Undone: The Complete Duology, page 37
Everyone in Thorn Tree was taught from an early age not to venture to the river without the Reverend, and he only led us here on the Feast. The rest of the year, the river remained undisturbed. I had never gone this far, and I had no idea what waited at the end. Would we find ourselves back in the shifting forest? Then what?
Could we ever really escape Thorn Tree?
My spell was all but forgotten. The moment Mac had said that he’d found Robert, I knew I couldn’t bring myself to sacrifice his brother. He would know, and he would know when I was doing it. The thought was too much.
Maybe I could have brought myself to finish the spell for the greater good—Mac might even understand, given his brother’s confessions—but now I had no idea what to believe. Mac had said I wasn’t a witch.
Clearly, he was wrong.
But maybe he wasn’t. I’d been so certain, but I couldn’t remember when or why I had determined that. I’d felt the magic course through me, again and again, but what did that mean?
What did any of this mean?
I didn’t have time to pick at all the knots in my psychology at the moment. We had to keep going. Mac’s determination to follow the river was as good as anything on the surface, but the longer we trudged through the swirling bloody water, the more I was convinced he was on to something. The only part of his map that didn’t match was the church insignia.
There was something at the end of the river. If we managed to reach it.
My feet went out from under me. I grabbed at Mac but my wet fingers slipped. I toppled face forward into the water. My mouth filled with blood, and I spat it out as I flailed upright again. Mac looked over his shoulder at me, reaching back to grab me until I steadied myself.
“Just a little farther,” he said, though he couldn’t possibly know that was true.
“I just want—”
He put a finger to his lips to quiet me. I hesitated, listening.
The sound of roaring water filled the distance. We continued forward, bobbing along in the red water.
Up ahead, the water rushed together.
“Turn back!” I shouted, but it was too late.
The water grabbed us as if it were a sentient being. I was yanked forward. My head went under, and red bubbles burst from my lips as I struggled for the surface. My body twisted and turned with the current. I was thrown to one side then another. Red rushed past my vision, filled my sight. My lungs constricted with the need for air.
Then I was out of the water, free falling. I sucked in enough air to scream. Water and light alternated in my sight. My back hit water, knocking what air I had from my lungs. Then I was under the red water again.
I couldn’t find up or down. My limbs seemed to be lost in the struggle.

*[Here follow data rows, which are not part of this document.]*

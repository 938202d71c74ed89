//! Glyph atlas text rendering
//!
//! Rasterizes printable ASCII once at startup with `fontdue` into a single
//! RGBA atlas (white, coverage in alpha), then lays text out as textured
//! quads against that atlas.

use std::collections::HashMap;

use fontdue::Font;
use glam::Vec2;
use image::{Rgba, RgbaImage};

use super::shapes::textured_quad;
use super::vertex::TexVertex;

/// Glyphs per atlas row
const ATLAS_COLS: usize = 12;

/// Placement and UV metadata for a single glyph
#[derive(Debug, Clone)]
pub struct GlyphInfo {
    /// UV coordinates in the atlas (normalized), top-left corner
    pub uv_min: Vec2,
    /// UV coordinates in the atlas (normalized), bottom-right corner
    pub uv_max: Vec2,
    /// Glyph bitmap size in pixels
    pub size: Vec2,
    /// Offset from the pen position (on the baseline) to the glyph's
    /// top-left corner, in y-down screen coordinates
    pub offset: Vec2,
    /// Horizontal advance for cursor positioning
    pub advance: f32,
}

/// Font atlas holding the CPU-side image and per-glyph metadata
pub struct GlyphAtlas {
    pub image: RgbaImage,
    glyphs: HashMap<char, GlyphInfo>,
    /// Pixel size the atlas was rasterized at
    pub px: f32,
}

impl GlyphAtlas {
    /// Rasterize printable ASCII at the given pixel size
    pub fn new(font: &Font, px: f32) -> Self {
        let rasterized: Vec<(char, fontdue::Metrics, Vec<u8>)> = (32u8..=126)
            .map(|byte| {
                let c = byte as char;
                let (metrics, bitmap) = font.rasterize(c, px);
                (c, metrics, bitmap)
            })
            .collect();

        // Uniform grid cells sized to the largest glyph, 1px padding
        let cell_w = rasterized.iter().map(|(_, m, _)| m.width).max().unwrap_or(1) + 2;
        let cell_h = rasterized.iter().map(|(_, m, _)| m.height).max().unwrap_or(1) + 2;
        let rows = rasterized.len().div_ceil(ATLAS_COLS);
        let atlas_w = (ATLAS_COLS * cell_w) as u32;
        let atlas_h = (rows * cell_h) as u32;

        let mut image = RgbaImage::new(atlas_w, atlas_h);
        let mut glyphs = HashMap::new();

        for (i, (c, metrics, bitmap)) in rasterized.iter().enumerate() {
            let cx = (i % ATLAS_COLS) * cell_w + 1;
            let cy = (i / ATLAS_COLS) * cell_h + 1;

            for y in 0..metrics.height {
                for x in 0..metrics.width {
                    let coverage = bitmap[y * metrics.width + x];
                    image.put_pixel(
                        (cx + x) as u32,
                        (cy + y) as u32,
                        Rgba([255, 255, 255, coverage]),
                    );
                }
            }

            glyphs.insert(
                *c,
                GlyphInfo {
                    uv_min: Vec2::new(cx as f32 / atlas_w as f32, cy as f32 / atlas_h as f32),
                    uv_max: Vec2::new(
                        (cx + metrics.width) as f32 / atlas_w as f32,
                        (cy + metrics.height) as f32 / atlas_h as f32,
                    ),
                    size: Vec2::new(metrics.width as f32, metrics.height as f32),
                    offset: Vec2::new(
                        metrics.xmin as f32,
                        -(metrics.height as f32 + metrics.ymin as f32),
                    ),
                    advance: metrics.advance_width,
                },
            );
        }

        Self { image, glyphs, px }
    }

    pub fn glyph(&self, c: char) -> Option<&GlyphInfo> {
        self.glyphs.get(&c)
    }

    /// Lay out a line of text as textured quads. `origin` is the start of
    /// the baseline; `scale` 1.0 renders at the atlas pixel size. Characters
    /// missing from the atlas are skipped.
    pub fn layout(&self, text: &str, origin: Vec2, scale: f32, color: [f32; 4]) -> Vec<TexVertex> {
        let mut vertices = Vec::new();
        let mut pen_x = origin.x;

        for c in text.chars() {
            let Some(glyph) = self.glyphs.get(&c) else {
                continue;
            };
            if glyph.size.x > 0.0 && glyph.size.y > 0.0 {
                let pos = Vec2::new(pen_x, origin.y) + glyph.offset * scale;
                vertices.extend(textured_quad(
                    pos,
                    glyph.size * scale,
                    glyph.uv_min,
                    glyph.uv_max,
                    color,
                ));
            }
            pen_x += glyph.advance * scale;
        }

        vertices
    }

    /// Width of a laid-out line in pixels
    pub fn measure(&self, text: &str, scale: f32) -> f32 {
        text.chars()
            .filter_map(|c| self.glyphs.get(&c))
            .map(|g| g.advance * scale)
            .sum()
    }
}

#[cfg(test)]
mod tests {
    use super::*;

    fn test_atlas() -> GlyphAtlas {
        let mut glyphs = HashMap::new();
        glyphs.insert(
            'A',
            GlyphInfo {
                uv_min: Vec2::ZERO,
                uv_max: Vec2::new(0.5, 1.0),
                size: Vec2::new(8.0, 10.0),
                offset: Vec2::new(0.0, -10.0),
                advance: 10.0,
            },
        );
        glyphs.insert(
            'B',
            GlyphInfo {
                uv_min: Vec2::new(0.5, 0.0),
                uv_max: Vec2::ONE,
                size: Vec2::new(8.0, 10.0),
                offset: Vec2::new(1.0, -10.0),
                advance: 12.0,
            },
        );
        GlyphAtlas {
            image: RgbaImage::new(4, 4),
            glyphs,
            px: 10.0,
        }
    }

    #[test]
    fn test_layout_advances_monotonically() {
        let atlas = test_atlas();
        let verts = atlas.layout("AB", Vec2::new(5.0, 20.0), 1.0, [1.0; 4]);
        assert_eq!(verts.len(), 12);
        // Second glyph starts to the right of the first
        assert!(verts[6].position[0] > verts[0].position[0]);
        assert_eq!(verts[6].position[0], 5.0 + 10.0 + 1.0);
    }

    #[test]
    fn test_measure_sums_advances() {
        let atlas = test_atlas();
        assert_eq!(atlas.measure("AB", 1.0), 22.0);
        assert_eq!(atlas.measure("AB", 0.5), 11.0);
    }

    #[test]
    fn test_layout_skips_unknown_chars() {
        let atlas = test_atlas();
        let verts = atlas.layout("A?B", Vec2::ZERO, 1.0, [1.0; 4]);
        assert_eq!(verts.len(), 12);
    }

    #[test]
    fn test_scale_shrinks_quads() {
        let atlas = test_atlas();
        let full = atlas.layout("A", Vec2::new(0.0, 20.0), 1.0, [1.0; 4]);
        let half = atlas.layout("A", Vec2::new(0.0, 20.0), 0.5, [1.0; 4]);
        let width_full = full[1].position[0] - full[0].position[0];
        let width_half = half[1].position[0] - half[0].position[0];
        assert!((width_half - width_full / 2.0).abs() < 1e-4);
    }
}
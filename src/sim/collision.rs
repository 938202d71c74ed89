//! Collision tests and bounds clamping
//!
//! Everything here is squared-distance arithmetic; no square roots in the
//! hot path.

use glam::Vec2;

/// Check whether two circles overlap (touching counts as overlap)
#[inline]
pub fn circles_overlap(a_pos: Vec2, a_radius: f32, b_pos: Vec2, b_radius: f32) -> bool {
    let sum = a_radius + b_radius;
    a_pos.distance_squared(b_pos) <= sum * sum
}

/// Clamp a circle center so the circle stays fully inside the
/// `[0, width] x [0, height]` rectangle
#[inline]
pub fn clamp_to_bounds(pos: Vec2, radius: f32, width: f32, height: f32) -> Vec2 {
    Vec2::new(
        pos.x.clamp(radius, width - radius),
        pos.y.clamp(radius, height - radius),
    )
}

#[cfg(test)]
mod tests {
    use super::*;

    #[test]
    fn test_circles_overlap_apart() {
        assert!(!circles_overlap(
            Vec2::new(0.0, 0.0),
            24.0,
            Vec2::new(100.0, 0.0),
            18.0
        ));
    }

    #[test]
    fn test_circles_overlap_intersecting() {
        assert!(circles_overlap(
            Vec2::new(0.0, 0.0),
            24.0,
            Vec2::new(30.0, 0.0),
            18.0
        ));
    }

    #[test]
    fn test_circles_touching_counts_as_hit() {
        // Centers exactly radius-sum apart
        assert!(circles_overlap(
            Vec2::new(0.0, 0.0),
            24.0,
            Vec2::new(42.0, 0.0),
            18.0
        ));
    }

    #[test]
    fn test_clamp_inside_is_identity() {
        let pos = Vec2::new(400.0, 300.0);
        assert_eq!(clamp_to_bounds(pos, 24.0, 800.0, 600.0), pos);
    }

    #[test]
    fn test_clamp_pulls_back_into_bounds() {
        let pos = Vec2::new(-10.0, 700.0);
        let clamped = clamp_to_bounds(pos, 24.0, 800.0, 600.0);
        assert_eq!(clamped, Vec2::new(24.0, 576.0));
    }
}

A hand grabbed my shirt and yanked. I broke the surface. My attempt to breathe was cut off as I coughed up blood water. I treaded as I struggled to breathe, panting in short sharp breaths.
Finally, the world cleared. Mac and I floated in a pool of blood water filled by a gushing waterfall. To one side, the pool flowed out into another river that curved and disappeared into the distance.
I stared up at the waterfall. I’d lived my entire life in Thorn Tree and had never known this even existed.
“Look,” Mac said, nodding towards the waterfall. His hair was slicked to his head with blood, and his face tinted red.
We looked like extras in an excessive horror movie.
“There’s a cave behind the waterfall,” he said. “Come on.”
He swam towards the cave. My limbs were weak as I struggled to catch up with him. He climbed onto a rock platform to the side, then helped me out of the water. I hunched on the rocks, shuddering. He put his arm around my shoulders as I stood and together, we wound around the rocks towards the waterfall.
The roar of the falling water drowned out my thoughts.
Mac gave me an apologetic look before leading me through the falls. Blood water pelted me in the head and face, blinding me, as we pushed through the curtain. My sopping wet shoes squelched against the stone floor.
The cave opened before us, stretching up towards the sky and reaching far back into the mountains. I couldn’t see the back wall.
Mac and I crept farther into the cave. My muscles were tight, my senses on alert. Despite being less than a mile away from my hometown, I had no idea where we were or what we might find.
Whatever it was, Mac’s father had seemed it to be significant enough to mark on the map.
Despite how far we traveled into the cave, we never lost light. There was no apparent source of it, but I’d found the same to be true in the demon tunnel that had collapsed while I’d been exploring.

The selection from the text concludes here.